The problem: Copy every line of the records below that holds the word "based".

Input data:
= = = =

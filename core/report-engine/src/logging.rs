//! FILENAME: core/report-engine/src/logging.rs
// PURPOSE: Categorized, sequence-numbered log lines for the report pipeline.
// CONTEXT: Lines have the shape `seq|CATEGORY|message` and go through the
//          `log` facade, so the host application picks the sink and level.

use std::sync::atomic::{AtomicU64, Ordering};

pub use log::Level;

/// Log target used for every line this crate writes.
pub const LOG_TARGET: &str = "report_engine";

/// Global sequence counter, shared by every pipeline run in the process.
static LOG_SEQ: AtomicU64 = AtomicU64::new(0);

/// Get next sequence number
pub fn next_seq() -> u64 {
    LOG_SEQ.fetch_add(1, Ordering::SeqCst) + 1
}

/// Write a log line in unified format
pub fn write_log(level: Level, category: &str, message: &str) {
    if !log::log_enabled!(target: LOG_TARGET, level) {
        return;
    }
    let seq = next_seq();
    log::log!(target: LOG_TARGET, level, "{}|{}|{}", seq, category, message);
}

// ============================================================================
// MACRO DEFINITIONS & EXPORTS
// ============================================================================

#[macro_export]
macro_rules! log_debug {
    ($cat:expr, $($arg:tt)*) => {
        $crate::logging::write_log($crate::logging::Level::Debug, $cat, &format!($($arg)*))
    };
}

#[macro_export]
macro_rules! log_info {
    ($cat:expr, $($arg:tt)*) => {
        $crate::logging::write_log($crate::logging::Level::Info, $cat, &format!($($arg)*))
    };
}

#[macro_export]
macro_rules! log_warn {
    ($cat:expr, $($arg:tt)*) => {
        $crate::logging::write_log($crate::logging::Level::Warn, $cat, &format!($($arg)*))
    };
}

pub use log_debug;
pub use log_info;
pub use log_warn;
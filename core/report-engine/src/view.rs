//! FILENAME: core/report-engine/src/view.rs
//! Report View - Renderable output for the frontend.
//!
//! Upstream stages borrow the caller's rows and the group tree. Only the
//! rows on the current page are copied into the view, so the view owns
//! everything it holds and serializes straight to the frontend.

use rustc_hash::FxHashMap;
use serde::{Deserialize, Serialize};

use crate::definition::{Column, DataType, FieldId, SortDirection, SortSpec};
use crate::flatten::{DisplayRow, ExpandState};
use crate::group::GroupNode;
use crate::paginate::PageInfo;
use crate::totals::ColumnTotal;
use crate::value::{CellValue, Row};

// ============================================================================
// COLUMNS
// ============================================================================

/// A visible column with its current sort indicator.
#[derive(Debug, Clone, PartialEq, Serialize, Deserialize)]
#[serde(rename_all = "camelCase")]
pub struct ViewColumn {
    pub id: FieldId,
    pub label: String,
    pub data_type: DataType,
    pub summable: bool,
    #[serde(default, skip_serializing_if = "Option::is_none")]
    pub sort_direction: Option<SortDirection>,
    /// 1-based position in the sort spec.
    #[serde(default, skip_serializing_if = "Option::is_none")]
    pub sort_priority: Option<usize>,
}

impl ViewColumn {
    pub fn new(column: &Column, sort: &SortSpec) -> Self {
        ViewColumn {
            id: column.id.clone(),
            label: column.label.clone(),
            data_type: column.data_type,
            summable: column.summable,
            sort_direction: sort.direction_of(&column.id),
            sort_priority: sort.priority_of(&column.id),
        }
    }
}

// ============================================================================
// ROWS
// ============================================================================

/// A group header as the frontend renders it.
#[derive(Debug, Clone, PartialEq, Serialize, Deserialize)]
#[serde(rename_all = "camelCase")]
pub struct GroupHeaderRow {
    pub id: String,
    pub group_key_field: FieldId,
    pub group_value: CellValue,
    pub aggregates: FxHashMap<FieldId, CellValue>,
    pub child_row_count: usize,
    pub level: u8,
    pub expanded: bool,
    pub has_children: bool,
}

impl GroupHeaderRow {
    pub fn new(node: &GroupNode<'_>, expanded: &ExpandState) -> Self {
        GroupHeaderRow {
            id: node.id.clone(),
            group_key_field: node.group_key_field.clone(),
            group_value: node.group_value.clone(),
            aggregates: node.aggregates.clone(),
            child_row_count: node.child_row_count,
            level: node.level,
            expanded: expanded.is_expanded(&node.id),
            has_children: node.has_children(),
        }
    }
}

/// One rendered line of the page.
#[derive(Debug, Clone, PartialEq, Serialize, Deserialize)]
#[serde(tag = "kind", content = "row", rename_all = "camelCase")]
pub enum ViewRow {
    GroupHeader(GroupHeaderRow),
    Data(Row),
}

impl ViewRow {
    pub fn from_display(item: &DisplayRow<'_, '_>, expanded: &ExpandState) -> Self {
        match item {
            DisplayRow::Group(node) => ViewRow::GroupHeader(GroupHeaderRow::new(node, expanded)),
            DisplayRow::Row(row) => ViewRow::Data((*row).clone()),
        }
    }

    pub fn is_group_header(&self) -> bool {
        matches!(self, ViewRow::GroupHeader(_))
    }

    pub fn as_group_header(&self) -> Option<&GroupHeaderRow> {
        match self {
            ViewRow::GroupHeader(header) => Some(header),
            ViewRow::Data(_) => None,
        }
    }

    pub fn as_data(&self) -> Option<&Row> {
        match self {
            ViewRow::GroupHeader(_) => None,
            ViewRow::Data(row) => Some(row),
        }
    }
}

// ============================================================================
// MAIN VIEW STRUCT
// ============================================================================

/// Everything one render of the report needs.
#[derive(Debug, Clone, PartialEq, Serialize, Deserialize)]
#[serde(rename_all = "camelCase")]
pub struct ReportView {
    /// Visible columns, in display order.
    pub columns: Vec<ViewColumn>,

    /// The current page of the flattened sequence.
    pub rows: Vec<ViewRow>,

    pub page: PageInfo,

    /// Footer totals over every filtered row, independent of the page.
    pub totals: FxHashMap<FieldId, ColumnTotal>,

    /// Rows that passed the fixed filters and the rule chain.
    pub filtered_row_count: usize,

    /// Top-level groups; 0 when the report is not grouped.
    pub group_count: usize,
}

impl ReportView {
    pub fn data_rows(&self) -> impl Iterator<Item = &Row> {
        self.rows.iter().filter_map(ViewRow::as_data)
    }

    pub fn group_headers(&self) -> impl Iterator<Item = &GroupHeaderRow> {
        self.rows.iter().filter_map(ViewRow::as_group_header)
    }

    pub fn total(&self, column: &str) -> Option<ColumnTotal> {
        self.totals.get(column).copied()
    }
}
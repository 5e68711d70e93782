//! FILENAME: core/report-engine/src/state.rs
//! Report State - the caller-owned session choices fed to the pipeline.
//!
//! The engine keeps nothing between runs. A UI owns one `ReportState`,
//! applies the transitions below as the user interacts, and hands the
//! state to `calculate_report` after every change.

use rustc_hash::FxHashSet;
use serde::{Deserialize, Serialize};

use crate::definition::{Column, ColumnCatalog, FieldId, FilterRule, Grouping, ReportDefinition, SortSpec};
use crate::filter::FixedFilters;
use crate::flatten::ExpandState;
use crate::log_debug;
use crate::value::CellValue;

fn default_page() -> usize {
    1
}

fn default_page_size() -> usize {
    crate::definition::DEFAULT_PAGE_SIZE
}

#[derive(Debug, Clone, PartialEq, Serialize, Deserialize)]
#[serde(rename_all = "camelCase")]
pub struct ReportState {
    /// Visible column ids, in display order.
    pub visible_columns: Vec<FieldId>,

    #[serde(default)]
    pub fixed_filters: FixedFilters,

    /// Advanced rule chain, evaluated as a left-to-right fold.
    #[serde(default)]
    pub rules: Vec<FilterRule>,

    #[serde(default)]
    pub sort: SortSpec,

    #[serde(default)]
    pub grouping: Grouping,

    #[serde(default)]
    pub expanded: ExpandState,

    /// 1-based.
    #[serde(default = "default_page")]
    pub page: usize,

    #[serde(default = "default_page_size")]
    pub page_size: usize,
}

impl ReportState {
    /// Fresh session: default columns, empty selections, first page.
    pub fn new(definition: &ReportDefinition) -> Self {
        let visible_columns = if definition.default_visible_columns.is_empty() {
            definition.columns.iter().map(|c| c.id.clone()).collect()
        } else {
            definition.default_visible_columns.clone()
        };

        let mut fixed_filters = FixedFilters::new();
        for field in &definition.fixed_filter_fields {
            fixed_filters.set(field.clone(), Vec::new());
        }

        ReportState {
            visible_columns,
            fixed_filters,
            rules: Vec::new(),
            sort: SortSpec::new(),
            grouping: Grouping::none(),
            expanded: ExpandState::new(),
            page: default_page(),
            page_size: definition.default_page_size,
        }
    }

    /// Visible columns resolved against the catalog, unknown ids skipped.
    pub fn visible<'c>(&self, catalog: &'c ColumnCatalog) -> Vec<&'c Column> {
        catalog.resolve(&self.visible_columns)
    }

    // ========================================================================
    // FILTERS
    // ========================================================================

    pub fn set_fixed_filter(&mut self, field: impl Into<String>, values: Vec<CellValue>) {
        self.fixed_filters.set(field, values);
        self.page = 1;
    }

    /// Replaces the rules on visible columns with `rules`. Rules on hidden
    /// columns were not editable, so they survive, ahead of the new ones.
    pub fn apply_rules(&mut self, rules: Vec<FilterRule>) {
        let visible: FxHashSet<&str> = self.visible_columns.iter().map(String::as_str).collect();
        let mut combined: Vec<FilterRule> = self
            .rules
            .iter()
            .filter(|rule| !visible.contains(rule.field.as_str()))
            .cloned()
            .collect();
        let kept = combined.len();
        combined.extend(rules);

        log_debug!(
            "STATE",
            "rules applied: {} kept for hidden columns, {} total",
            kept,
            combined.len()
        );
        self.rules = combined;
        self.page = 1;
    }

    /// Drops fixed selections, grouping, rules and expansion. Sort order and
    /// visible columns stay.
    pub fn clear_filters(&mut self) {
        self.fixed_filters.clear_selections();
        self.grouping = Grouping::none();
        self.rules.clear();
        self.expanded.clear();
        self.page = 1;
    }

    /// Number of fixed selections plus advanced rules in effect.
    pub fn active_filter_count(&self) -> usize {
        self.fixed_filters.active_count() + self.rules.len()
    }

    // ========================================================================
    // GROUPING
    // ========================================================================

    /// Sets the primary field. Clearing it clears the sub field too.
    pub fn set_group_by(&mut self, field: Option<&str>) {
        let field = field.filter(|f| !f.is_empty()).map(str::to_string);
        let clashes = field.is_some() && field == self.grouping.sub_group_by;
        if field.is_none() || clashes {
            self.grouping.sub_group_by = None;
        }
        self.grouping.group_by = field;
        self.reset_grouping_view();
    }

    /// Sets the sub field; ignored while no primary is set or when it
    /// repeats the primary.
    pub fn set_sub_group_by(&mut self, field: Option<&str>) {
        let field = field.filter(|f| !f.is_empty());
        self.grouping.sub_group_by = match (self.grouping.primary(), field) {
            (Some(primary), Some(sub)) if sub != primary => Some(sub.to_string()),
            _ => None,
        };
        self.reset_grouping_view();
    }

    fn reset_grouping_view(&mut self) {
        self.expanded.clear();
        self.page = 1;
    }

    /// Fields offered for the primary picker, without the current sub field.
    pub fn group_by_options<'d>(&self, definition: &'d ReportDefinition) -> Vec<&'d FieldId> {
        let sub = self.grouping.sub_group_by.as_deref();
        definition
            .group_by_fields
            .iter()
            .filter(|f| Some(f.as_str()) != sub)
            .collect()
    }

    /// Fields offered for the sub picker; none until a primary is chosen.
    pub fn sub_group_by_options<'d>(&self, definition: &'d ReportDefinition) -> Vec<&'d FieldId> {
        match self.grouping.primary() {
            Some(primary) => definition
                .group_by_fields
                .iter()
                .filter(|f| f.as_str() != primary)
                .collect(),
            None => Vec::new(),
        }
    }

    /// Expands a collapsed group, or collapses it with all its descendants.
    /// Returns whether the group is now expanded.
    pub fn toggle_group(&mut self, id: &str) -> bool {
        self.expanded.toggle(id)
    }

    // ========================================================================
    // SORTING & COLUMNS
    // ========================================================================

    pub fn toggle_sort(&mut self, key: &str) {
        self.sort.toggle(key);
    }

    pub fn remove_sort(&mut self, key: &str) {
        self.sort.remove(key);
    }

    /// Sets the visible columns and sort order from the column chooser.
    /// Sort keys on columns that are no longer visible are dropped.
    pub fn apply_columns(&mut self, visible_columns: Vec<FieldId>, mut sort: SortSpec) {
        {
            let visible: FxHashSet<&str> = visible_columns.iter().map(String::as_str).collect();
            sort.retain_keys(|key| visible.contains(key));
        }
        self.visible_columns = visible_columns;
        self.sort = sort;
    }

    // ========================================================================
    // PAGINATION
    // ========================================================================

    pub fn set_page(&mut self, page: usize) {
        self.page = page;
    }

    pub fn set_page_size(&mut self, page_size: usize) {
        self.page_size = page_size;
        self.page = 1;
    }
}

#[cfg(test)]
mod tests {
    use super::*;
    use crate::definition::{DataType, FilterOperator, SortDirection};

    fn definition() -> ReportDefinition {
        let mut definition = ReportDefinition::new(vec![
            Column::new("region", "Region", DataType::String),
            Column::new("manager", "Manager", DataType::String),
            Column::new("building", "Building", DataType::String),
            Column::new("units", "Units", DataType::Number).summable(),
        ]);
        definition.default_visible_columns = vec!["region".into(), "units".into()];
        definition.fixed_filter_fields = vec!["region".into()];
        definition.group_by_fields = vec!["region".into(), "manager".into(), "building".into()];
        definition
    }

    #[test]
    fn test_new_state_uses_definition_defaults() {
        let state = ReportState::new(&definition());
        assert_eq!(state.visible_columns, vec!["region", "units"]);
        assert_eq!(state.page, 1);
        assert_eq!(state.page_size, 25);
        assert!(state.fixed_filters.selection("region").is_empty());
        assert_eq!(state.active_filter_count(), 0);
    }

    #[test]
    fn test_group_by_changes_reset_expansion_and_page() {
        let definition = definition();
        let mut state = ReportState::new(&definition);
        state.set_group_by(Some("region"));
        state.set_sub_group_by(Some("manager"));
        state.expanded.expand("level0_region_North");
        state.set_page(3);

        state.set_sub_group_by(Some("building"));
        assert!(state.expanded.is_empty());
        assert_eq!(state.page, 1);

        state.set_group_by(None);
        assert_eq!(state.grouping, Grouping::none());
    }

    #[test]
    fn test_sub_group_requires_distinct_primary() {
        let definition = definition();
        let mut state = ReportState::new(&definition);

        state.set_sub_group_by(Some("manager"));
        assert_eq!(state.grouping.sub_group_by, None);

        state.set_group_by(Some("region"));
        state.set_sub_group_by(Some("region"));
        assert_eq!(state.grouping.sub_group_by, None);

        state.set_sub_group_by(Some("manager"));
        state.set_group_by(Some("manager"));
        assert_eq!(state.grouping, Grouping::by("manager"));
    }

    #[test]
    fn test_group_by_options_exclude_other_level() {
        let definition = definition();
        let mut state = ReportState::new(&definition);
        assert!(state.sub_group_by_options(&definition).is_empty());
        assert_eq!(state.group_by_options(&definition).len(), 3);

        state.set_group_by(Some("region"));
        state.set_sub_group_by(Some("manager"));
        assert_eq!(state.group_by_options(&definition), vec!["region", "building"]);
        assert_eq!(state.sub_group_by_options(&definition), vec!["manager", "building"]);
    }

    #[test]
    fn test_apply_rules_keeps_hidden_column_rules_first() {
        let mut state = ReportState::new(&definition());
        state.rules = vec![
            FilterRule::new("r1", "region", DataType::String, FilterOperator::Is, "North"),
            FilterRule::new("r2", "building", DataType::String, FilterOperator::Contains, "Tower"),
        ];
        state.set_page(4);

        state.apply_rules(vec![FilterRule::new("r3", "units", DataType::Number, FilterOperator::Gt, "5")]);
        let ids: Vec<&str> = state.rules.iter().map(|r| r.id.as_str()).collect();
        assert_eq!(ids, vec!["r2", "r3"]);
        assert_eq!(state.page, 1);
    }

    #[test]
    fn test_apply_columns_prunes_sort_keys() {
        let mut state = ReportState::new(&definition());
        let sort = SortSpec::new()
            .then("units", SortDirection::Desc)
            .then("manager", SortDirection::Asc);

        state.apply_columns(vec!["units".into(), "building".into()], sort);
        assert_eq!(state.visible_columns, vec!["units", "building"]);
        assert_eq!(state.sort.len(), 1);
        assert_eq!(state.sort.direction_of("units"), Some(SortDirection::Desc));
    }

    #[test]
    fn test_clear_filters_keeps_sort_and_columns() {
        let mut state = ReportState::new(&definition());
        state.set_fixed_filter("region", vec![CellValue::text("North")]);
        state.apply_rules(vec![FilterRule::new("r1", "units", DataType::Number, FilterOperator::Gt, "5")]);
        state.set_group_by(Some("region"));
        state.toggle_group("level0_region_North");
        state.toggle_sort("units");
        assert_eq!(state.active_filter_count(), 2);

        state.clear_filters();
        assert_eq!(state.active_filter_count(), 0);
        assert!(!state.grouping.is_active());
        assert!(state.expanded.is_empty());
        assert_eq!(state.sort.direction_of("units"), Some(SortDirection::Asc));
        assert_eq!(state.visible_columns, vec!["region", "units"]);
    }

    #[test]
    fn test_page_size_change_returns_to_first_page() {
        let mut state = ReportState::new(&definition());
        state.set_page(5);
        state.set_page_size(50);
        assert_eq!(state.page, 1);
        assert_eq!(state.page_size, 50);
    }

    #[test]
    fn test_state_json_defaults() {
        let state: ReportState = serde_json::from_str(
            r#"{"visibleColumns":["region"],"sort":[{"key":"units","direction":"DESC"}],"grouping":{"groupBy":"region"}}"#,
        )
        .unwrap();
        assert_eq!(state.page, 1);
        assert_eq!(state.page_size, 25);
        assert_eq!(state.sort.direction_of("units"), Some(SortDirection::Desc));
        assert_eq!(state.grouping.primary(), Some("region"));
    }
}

= = = =

Exercise answer:
    /// 1-based position in the sort spec.
    /// 1-based.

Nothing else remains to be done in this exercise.